Anyways, life has been busy, between work and derby and just life in general. I was definitely ready for the weekend to decompress. (I didn’t have much of choice– my thigh muscles hurt so bad from our league practice on Thursday night that I could hardly move until Saturday night!) Friday, Sarah came over and we had a very good, very needed vent fest.

Saturday, as I posted on Facebook, was a little bit of cleaning, a little bit of relaxing, and a lot of blowing my diet. Not too bad, but I definitely used all my daily points, the rest of my weekly points and half of my activity points. All on Saturday afternoon. Whoops LOL But I also got the dishes washed and the bathroom mostly cleaned.

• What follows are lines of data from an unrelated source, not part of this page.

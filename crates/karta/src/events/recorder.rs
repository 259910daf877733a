//! Listener collecting events into a JSON file.

use std::fs::File;
use std::io::{self, BufWriter, Write};
use std::path::{Path, PathBuf};

use parking_lot::Mutex;

use super::{Event, EventListener, Phase};

/// Collects every event and writes them as a JSON array when the run
/// completes.
///
/// Events are stored in arrival order. With more than one listener worker
/// that order may differ from the order the phases occurred in, and events
/// still queued when `runComplete` arrives are only included by a later
/// [`JsonEventRecorder::write_to`].
#[derive(Debug)]
pub struct JsonEventRecorder {
    path: Option<PathBuf>,
    events: Mutex<Vec<Event>>,
}

impl JsonEventRecorder {
    /// Record events and write them to `path` on `runComplete`.
    #[must_use]
    pub fn new(path: impl Into<PathBuf>) -> Self {
        Self {
            path: Some(path.into()),
            events: Mutex::new(Vec::new()),
        }
    }

    /// Record events in memory only.
    #[must_use]
    pub fn in_memory() -> Self {
        Self {
            path: None,
            events: Mutex::new(Vec::new()),
        }
    }

    /// Events recorded so far.
    #[must_use]
    pub fn events(&self) -> Vec<Event> {
        self.events.lock().clone()
    }

    /// Write every recorded event to `path` as a pretty-printed JSON array.
    ///
    /// # Errors
    /// Returns an I/O error if the file cannot be written.
    pub fn write_to(&self, path: &Path) -> io::Result<()> {
        let events = self.events.lock();
        let mut writer = BufWriter::new(File::create(path)?);
        serde_json::to_writer_pretty(&mut writer, &*events)?;
        writer.flush()
    }
}

impl EventListener for JsonEventRecorder {
    fn on_event(&self, event: &Event) {
        self.events.lock().push(event.clone());
        if event.phase != Phase::RunComplete {
            return;
        }
        if let Some(path) = &self.path {
            match self.write_to(path) {
                Ok(()) => log::debug!("wrote events to {}", path.display()),
                Err(err) => log::warn!("failed to write events to {}: {err}", path.display()),
            }
        }
    }
}
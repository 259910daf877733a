//! Per-iteration scenario selection.

use crate::data::{RandomizationError, SeededRng, select_independent, select_one};
use crate::model::{Feature, IterationPolicy, Scenario};

/// Scenarios to run in one iteration of `feature`, in declaration order.
///
/// - [`IterationPolicy::AllPerIteration`]: every scenario.
/// - [`IterationPolicy::OnePerIteration`]: one weighted mutex draw over the
///   scenario probabilities.
/// - [`IterationPolicy::SomePerIteration`]: one independent draw per
///   scenario; the selection may be empty.
///
/// # Errors
/// Returns [`RandomizationError`] when the probabilities are invalid for the
/// policy. Validated features never fail.
///
/// # Examples
/// ```
/// use karta::data::SeededRng;
/// use karta::execution::select_scenarios;
/// use karta::kriya::parse_feature;
///
/// let feature = parse_feature(
///     "Feature: F\n  IterationPolicy: one scenario per iteration\n  Scenario: A\n    Probability: 50%\n    Given x\n  Scenario: B\n    Probability: 50%\n    Given y\n",
/// )
/// .unwrap();
/// let picked = select_scenarios(&feature, &SeededRng::with_seed(1)).unwrap();
/// assert_eq!(picked.len(), 1);
/// ```
pub fn select_scenarios<'f>(
    feature: &'f Feature,
    rng: &SeededRng,
) -> Result<Vec<&'f Scenario>, RandomizationError> {
    let probability = |scenario: &Scenario| scenario.probability;
    match feature.iteration_policy {
        IterationPolicy::AllPerIteration => Ok(feature.scenarios.iter().collect()),
        IterationPolicy::OnePerIteration => {
            select_one(&feature.scenarios, probability, rng).map(|picked| vec![picked])
        }
        IterationPolicy::SomePerIteration => {
            select_independent(&feature.scenarios, probability, rng)
        }
    }
}

#[cfg(test)]
#[expect(clippy::unwrap_used, reason = "tests select from valid features")]
mod tests {
    use super::*;
    use karta_patterns::Conjunction;
    use rstest::rstest;

    use crate::model::Step;

    fn feature(policy: IterationPolicy, probabilities: &[f64]) -> Feature {
        let scenarios = probabilities
            .iter()
            .enumerate()
            .map(|(i, p)| {
                Scenario::new(format!("s{i}"), vec![Step::new(Conjunction::Given, "x")])
                    .with_probability(*p)
            })
            .collect();
        Feature::new("f", scenarios).with_iterations(1, policy)
    }

    fn names(selected: &[&Scenario]) -> Vec<String> {
        selected.iter().map(|s| s.name.clone()).collect()
    }

    #[test]
    fn all_policy_returns_every_scenario() {
        let feature = feature(IterationPolicy::AllPerIteration, &[0.1, 0.2, 1.0]);
        let rng = SeededRng::with_seed(5);
        assert_eq!(names(&select_scenarios(&feature, &rng).unwrap()), ["s0", "s1", "s2"]);
    }

    #[rstest]
    #[case(&[1.0, 1.0], 2)]
    #[case(&[0.5, 1.0, 0.25], 1)]
    fn some_policy_keeps_certain_scenarios(#[case] probabilities: &[f64], #[case] certain: usize) {
        let feature = feature(IterationPolicy::SomePerIteration, probabilities);
        let rng = SeededRng::with_seed(11);
        for _ in 0..100 {
            let picked = select_scenarios(&feature, &rng).unwrap();
            let sure = picked.iter().filter(|s| s.probability >= 1.0).count();
            assert_eq!(sure, certain);
        }
    }

    #[test]
    fn one_policy_picks_exactly_one() {
        let feature = feature(IterationPolicy::OnePerIteration, &[0.2, 0.3, 0.5]);
        let rng = SeededRng::with_seed(2);
        for _ in 0..100 {
            assert_eq!(select_scenarios(&feature, &rng).unwrap().len(), 1);
        }
    }

    #[test]
    fn same_seed_same_selection() {
        let feature = feature(IterationPolicy::SomePerIteration, &[0.5, 0.5, 0.5]);
        let draw = |seed| {
            let rng = SeededRng::with_seed(seed);
            (0..20)
                .map(|_| names(&select_scenarios(&feature, &rng).unwrap()))
                .collect::<Vec<_>>()
        };
        assert_eq!(draw(9), draw(9));
    }

    #[test]
    fn one_policy_rejects_bad_totals() {
        let feature = feature(IterationPolicy::OnePerIteration, &[0.2, 0.3]);
        let rng = SeededRng::with_seed(2);
        assert_eq!(
            select_scenarios(&feature, &rng),
            Err(RandomizationError::ProbabilityTotal(0.5))
        );
    }
}
//! Built-in lifecycle hooks.

use std::sync::Arc;

use regex::Regex;

use super::{HookResult, LifecycleHook, PhaseContext};
use crate::context::ScenarioContext;

/// Logs every phase transition through the `log` facade at info level.
#[derive(Debug, Clone, Copy, Default)]
pub struct LoggingHook;

impl LoggingHook {
    fn log(ctx: &PhaseContext<'_>) -> HookResult {
        let feature = ctx.feature.map_or("", |f| f.name.as_str());
        let scenario = ctx.scenario.map_or("", |s| s.name.as_str());
        let step = ctx.step.map_or("", |s| s.identifier.as_str());
        match ctx.iteration {
            Some(iteration) => log::info!(
                "[{}] {} feature=`{feature}` iteration={iteration} scenario=`{scenario}` step=`{step}`",
                ctx.run,
                ctx.phase
            ),
            None => log::info!("[{}] {} feature=`{feature}`", ctx.run, ctx.phase),
        }
        Ok(())
    }
}

impl LifecycleHook for LoggingHook {
    fn run_start(&self, ctx: &PhaseContext<'_>) -> HookResult {
        Self::log(ctx)
    }

    fn feature_start(&self, ctx: &PhaseContext<'_>) -> HookResult {
        Self::log(ctx)
    }

    fn feature_iteration_start(&self, ctx: &PhaseContext<'_>) -> HookResult {
        Self::log(ctx)
    }

    fn scenario_start(&self, ctx: &PhaseContext<'_>, _: &mut ScenarioContext) -> HookResult {
        Self::log(ctx)
    }

    fn step_start(&self, ctx: &PhaseContext<'_>, _: &mut ScenarioContext) -> HookResult {
        Self::log(ctx)
    }

    fn step_complete(&self, ctx: &PhaseContext<'_>, _: &mut ScenarioContext) -> HookResult {
        Self::log(ctx)
    }

    fn scenario_complete(&self, ctx: &PhaseContext<'_>, _: &mut ScenarioContext) -> HookResult {
        Self::log(ctx)
    }

    fn feature_iteration_complete(&self, ctx: &PhaseContext<'_>) -> HookResult {
        Self::log(ctx)
    }

    fn feature_complete(&self, ctx: &PhaseContext<'_>) -> HookResult {
        Self::log(ctx)
    }

    fn run_complete(&self, ctx: &PhaseContext<'_>) -> HookResult {
        Self::log(ctx)
    }
}

/// Callback run around a run or feature.
pub type PhaseCallback = Arc<dyn Fn(&PhaseContext<'_>) -> HookResult + Send + Sync>;

/// Callback run around a scenario.
pub type ScenarioCallback =
    Arc<dyn Fn(&PhaseContext<'_>, &mut ScenarioContext) -> HookResult + Send + Sync>;

struct Tagged<F> {
    filter: Option<Regex>,
    callback: F,
}

impl<F> Tagged<F> {
    fn applies(&self, ctx: &PhaseContext<'_>) -> bool {
        self.filter
            .as_ref()
            .is_none_or(|filter| ctx.tags_in_scope().any(|tag| filter.is_match(tag)))
    }
}

fn compile(filter: Option<&str>) -> Result<Option<Regex>, regex::Error> {
    filter.map(Regex::new).transpose()
}

/// Before/after callbacks for runs, features and scenarios, optionally
/// restricted to scenarios or features carrying a tag matching a regex.
///
/// A feature callback sees the feature's tags; a scenario callback sees the
/// scenario's own tags followed by its feature's tags. Callbacks of one kind
/// run in registration order.
///
/// # Examples
/// ```
/// use karta::events::TaggedHooks;
///
/// let mut hooks = TaggedHooks::default();
/// hooks
///     .before_scenario(Some("^(chrome|firefox)$"), |_, state| {
///         state.insert("browser", "ready");
///         Ok(())
///     })
///     .unwrap();
/// ```
#[derive(Default)]
pub struct TaggedHooks {
    before_run: Vec<PhaseCallback>,
    after_run: Vec<PhaseCallback>,
    before_feature: Vec<Tagged<PhaseCallback>>,
    after_feature: Vec<Tagged<PhaseCallback>>,
    before_scenario: Vec<Tagged<ScenarioCallback>>,
    after_scenario: Vec<Tagged<ScenarioCallback>>,
}

impl TaggedHooks {
    /// Run `callback` when the run starts.
    pub fn before_run<F>(&mut self, callback: F) -> &mut Self
    where
        F: Fn(&PhaseContext<'_>) -> HookResult + Send + Sync + 'static,
    {
        self.before_run.push(Arc::new(callback));
        self
    }

    /// Run `callback` when the run completes.
    pub fn after_run<F>(&mut self, callback: F) -> &mut Self
    where
        F: Fn(&PhaseContext<'_>) -> HookResult + Send + Sync + 'static,
    {
        self.after_run.push(Arc::new(callback));
        self
    }

    /// Run `callback` when a feature whose tags match `filter` starts.
    ///
    /// # Errors
    /// Returns [`regex::Error`] when `filter` is not a valid regex.
    pub fn before_feature<F>(
        &mut self,
        filter: Option<&str>,
        callback: F,
    ) -> Result<&mut Self, regex::Error>
    where
        F: Fn(&PhaseContext<'_>) -> HookResult + Send + Sync + 'static,
    {
        self.before_feature.push(Tagged {
            filter: compile(filter)?,
            callback: Arc::new(callback),
        });
        Ok(self)
    }

    /// Run `callback` when a feature whose tags match `filter` completes.
    ///
    /// # Errors
    /// Returns [`regex::Error`] when `filter` is not a valid regex.
    pub fn after_feature<F>(
        &mut self,
        filter: Option<&str>,
        callback: F,
    ) -> Result<&mut Self, regex::Error>
    where
        F: Fn(&PhaseContext<'_>) -> HookResult + Send + Sync + 'static,
    {
        self.after_feature.push(Tagged {
            filter: compile(filter)?,
            callback: Arc::new(callback),
        });
        Ok(self)
    }

    /// Run `callback` before a scenario whose tags match `filter`.
    ///
    /// # Errors
    /// Returns [`regex::Error`] when `filter` is not a valid regex.
    pub fn before_scenario<F>(
        &mut self,
        filter: Option<&str>,
        callback: F,
    ) -> Result<&mut Self, regex::Error>
    where
        F: Fn(&PhaseContext<'_>, &mut ScenarioContext) -> HookResult + Send + Sync + 'static,
    {
        self.before_scenario.push(Tagged {
            filter: compile(filter)?,
            callback: Arc::new(callback),
        });
        Ok(self)
    }

    /// Run `callback` after a scenario whose tags match `filter`.
    ///
    /// # Errors
    /// Returns [`regex::Error`] when `filter` is not a valid regex.
    pub fn after_scenario<F>(
        &mut self,
        filter: Option<&str>,
        callback: F,
    ) -> Result<&mut Self, regex::Error>
    where
        F: Fn(&PhaseContext<'_>, &mut ScenarioContext) -> HookResult + Send + Sync + 'static,
    {
        self.after_scenario.push(Tagged {
            filter: compile(filter)?,
            callback: Arc::new(callback),
        });
        Ok(self)
    }
}

fn run_all(callbacks: &[PhaseCallback], ctx: &PhaseContext<'_>) -> HookResult {
    callbacks.iter().try_for_each(|callback| callback(ctx))
}

fn run_tagged(callbacks: &[Tagged<PhaseCallback>], ctx: &PhaseContext<'_>) -> HookResult {
    callbacks
        .iter()
        .filter(|hook| hook.applies(ctx))
        .try_for_each(|hook| (hook.callback)(ctx))
}

fn run_tagged_scenario(
    callbacks: &[Tagged<ScenarioCallback>],
    ctx: &PhaseContext<'_>,
    state: &mut ScenarioContext,
) -> HookResult {
    callbacks
        .iter()
        .filter(|hook| hook.applies(ctx))
        .try_for_each(|hook| (hook.callback)(ctx, state))
}

impl LifecycleHook for TaggedHooks {
    fn run_start(&self, ctx: &PhaseContext<'_>) -> HookResult {
        run_all(&self.before_run, ctx)
    }

    fn feature_start(&self, ctx: &PhaseContext<'_>) -> HookResult {
        run_tagged(&self.before_feature, ctx)
    }

    fn scenario_start(&self, ctx: &PhaseContext<'_>, state: &mut ScenarioContext) -> HookResult {
        run_tagged_scenario(&self.before_scenario, ctx, state)
    }

    fn scenario_complete(&self, ctx: &PhaseContext<'_>, state: &mut ScenarioContext) -> HookResult {
        run_tagged_scenario(&self.after_scenario, ctx, state)
    }

    fn feature_complete(&self, ctx: &PhaseContext<'_>) -> HookResult {
        run_tagged(&self.after_feature, ctx)
    }

    fn run_complete(&self, ctx: &PhaseContext<'_>) -> HookResult {
        run_all(&self.after_run, ctx)
    }
}

impl std::fmt::Debug for TaggedHooks {
    fn fmt(&self, f: &mut std::fmt::Formatter<'_>) -> std::fmt::Result {
        f.debug_struct("TaggedHooks")
            .field("before_run", &self.before_run.len())
            .field("after_run", &self.after_run.len())
            .field("before_feature", &self.before_feature.len())
            .field("after_feature", &self.after_feature.len())
            .field("before_scenario", &self.before_scenario.len())
            .field("after_scenario", &self.after_scenario.len())
            .finish()
    }
}
//! Normalisation of step handler return values.

use derive_more::From;
use serde_json::{Map, Value};

use super::StepError;

/// Value returned by a step handler.
///
/// Handlers may return nothing, a boolean, a data map, or a full outcome.
/// Plain steps record the data in their result and merge it into the
/// scenario data; condition and loop steps read the value as their guard.
#[derive(Debug, Clone, Default, PartialEq, From)]
pub enum StepReturn {
    /// Nothing; a plain step succeeds and a guard is false.
    #[default]
    Unit,
    /// Success flag for plain steps, guard value for conditions and loops.
    Bool(bool),
    /// Data recorded in the step result.
    Data(Map<String, Value>),
    /// Data with an explicit success flag and optional error text.
    Outcome {
        /// Data recorded in the step result.
        data: Map<String, Value>,
        /// Whether the step succeeded.
        successful: bool,
        /// Error text recorded when present.
        error: Option<String>,
    },
}

impl StepReturn {
    /// Guard value of the return when used by a condition or loop.
    ///
    /// Nothing and empty data are false; an outcome is its success flag.
    #[must_use]
    pub fn is_truthy(&self) -> bool {
        match self {
            Self::Unit => false,
            Self::Bool(flag) => *flag,
            Self::Data(data) => !data.is_empty(),
            Self::Outcome { successful, .. } => *successful,
        }
    }

    /// Split into recorded data, success flag and error text.
    #[must_use]
    pub fn into_parts(self) -> (Map<String, Value>, bool, Option<String>) {
        match self {
            Self::Unit => (Map::new(), true, None),
            Self::Bool(flag) => (Map::new(), flag, None),
            Self::Data(data) => (data, true, None),
            Self::Outcome {
                data,
                successful,
                error,
            } => {
                let successful = successful && error.is_none();
                (data, successful, error)
            }
        }
    }
}

/// Conversion from the values step handlers are allowed to return.
pub trait IntoStepOutcome {
    /// Normalise into a step return or a handler failure.
    ///
    /// # Errors
    /// Returns [`StepError`] when the handler reported failure.
    fn into_outcome(self) -> Result<StepReturn, StepError>;
}

impl IntoStepOutcome for () {
    fn into_outcome(self) -> Result<StepReturn, StepError> {
        Ok(StepReturn::Unit)
    }
}

impl IntoStepOutcome for bool {
    fn into_outcome(self) -> Result<StepReturn, StepError> {
        Ok(StepReturn::Bool(self))
    }
}

impl IntoStepOutcome for Map<String, Value> {
    fn into_outcome(self) -> Result<StepReturn, StepError> {
        Ok(StepReturn::Data(self))
    }
}

impl IntoStepOutcome for StepReturn {
    fn into_outcome(self) -> Result<StepReturn, StepError> {
        Ok(self)
    }
}

impl<T, E> IntoStepOutcome for Result<T, E>
where
    T: IntoStepOutcome,
    E: Into<StepError>,
{
    fn into_outcome(self) -> Result<StepReturn, StepError> {
        self.map_err(Into::into)?.into_outcome()
    }
}

#[cfg(test)]
mod tests {
    use super::*;
    use rstest::rstest;
    use serde_json::json;

    fn data() -> Map<String, Value> {
        let mut map = Map::new();
        map.insert("id".into(), json!(7));
        map
    }

    #[rstest]
    #[case(StepReturn::Unit, false)]
    #[case(StepReturn::Bool(true), true)]
    #[case(StepReturn::Data(Map::new()), false)]
    #[case(StepReturn::Data(data()), true)]
    #[case(StepReturn::from((Map::new(), false, None)), false)]
    fn guard_truthiness(#[case] value: StepReturn, #[case] expected: bool) {
        assert_eq!(value.is_truthy(), expected);
    }

    #[test]
    fn outcome_with_error_is_unsuccessful() {
        let (data, successful, error) =
            StepReturn::from((data(), true, Some("bad".to_owned()))).into_parts();
        assert_eq!(data.get("id"), Some(&json!(7)));
        assert!(!successful);
        assert_eq!(error.as_deref(), Some("bad"));
    }

    #[test]
    fn results_propagate_errors() {
        let ok: Result<bool, String> = Ok(false);
        assert_eq!(ok.into_outcome(), Ok(StepReturn::Bool(false)));
        let err: Result<(), &str> = Err("boom");
        assert_eq!(err.into_outcome(), Err(StepError::Failed("boom".into())));
        assert_eq!(().into_outcome(), Ok(StepReturn::Unit));
        assert_eq!(data().into_outcome(), Ok(StepReturn::Data(data())));
    }
}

Today I have been cleaning and purging in my bedroom. I have two big garbage bags of clothes to pass along to goodwill, and a whole stack of clothes on the shelf in my closet that I can’t wait to get skinny enough to get back into! One more size down and I’ll have some really cute pants to wear lol

I was going to go to the open skate at the roller rink this afternoon, but when I got there the parking lot was completely empty. So I figured either they canceled the skate, or else it was full of teenagers who had been dropped off. Either way, I knew I didn’t want to bother going inside! Instead I came back on and continued on the clean and purge. I still have piles of clutter, and boxes from ordering all my skate stuff, in the living room… I just need to clear all that stuff out and then I can vacuum the floors and I’ll have a pretty clean apartment! Feels good, it was out of hand for awhile!

And to keep you posted on the Weight Watchers thing… I’m down .6 this week, for a total of 16 pounds in 8 weeks. If it hadn’t been for the last 2 days, it would have been more than that, but I’ll take it. Mom saw some pictures on Facebook of me at one of the derby events and said that she can see that I’m losing weight, so that was awesome! It’s always encouraging when other people can start to see the difference rather than always being like, no really, I’m less fat, I promise! ;)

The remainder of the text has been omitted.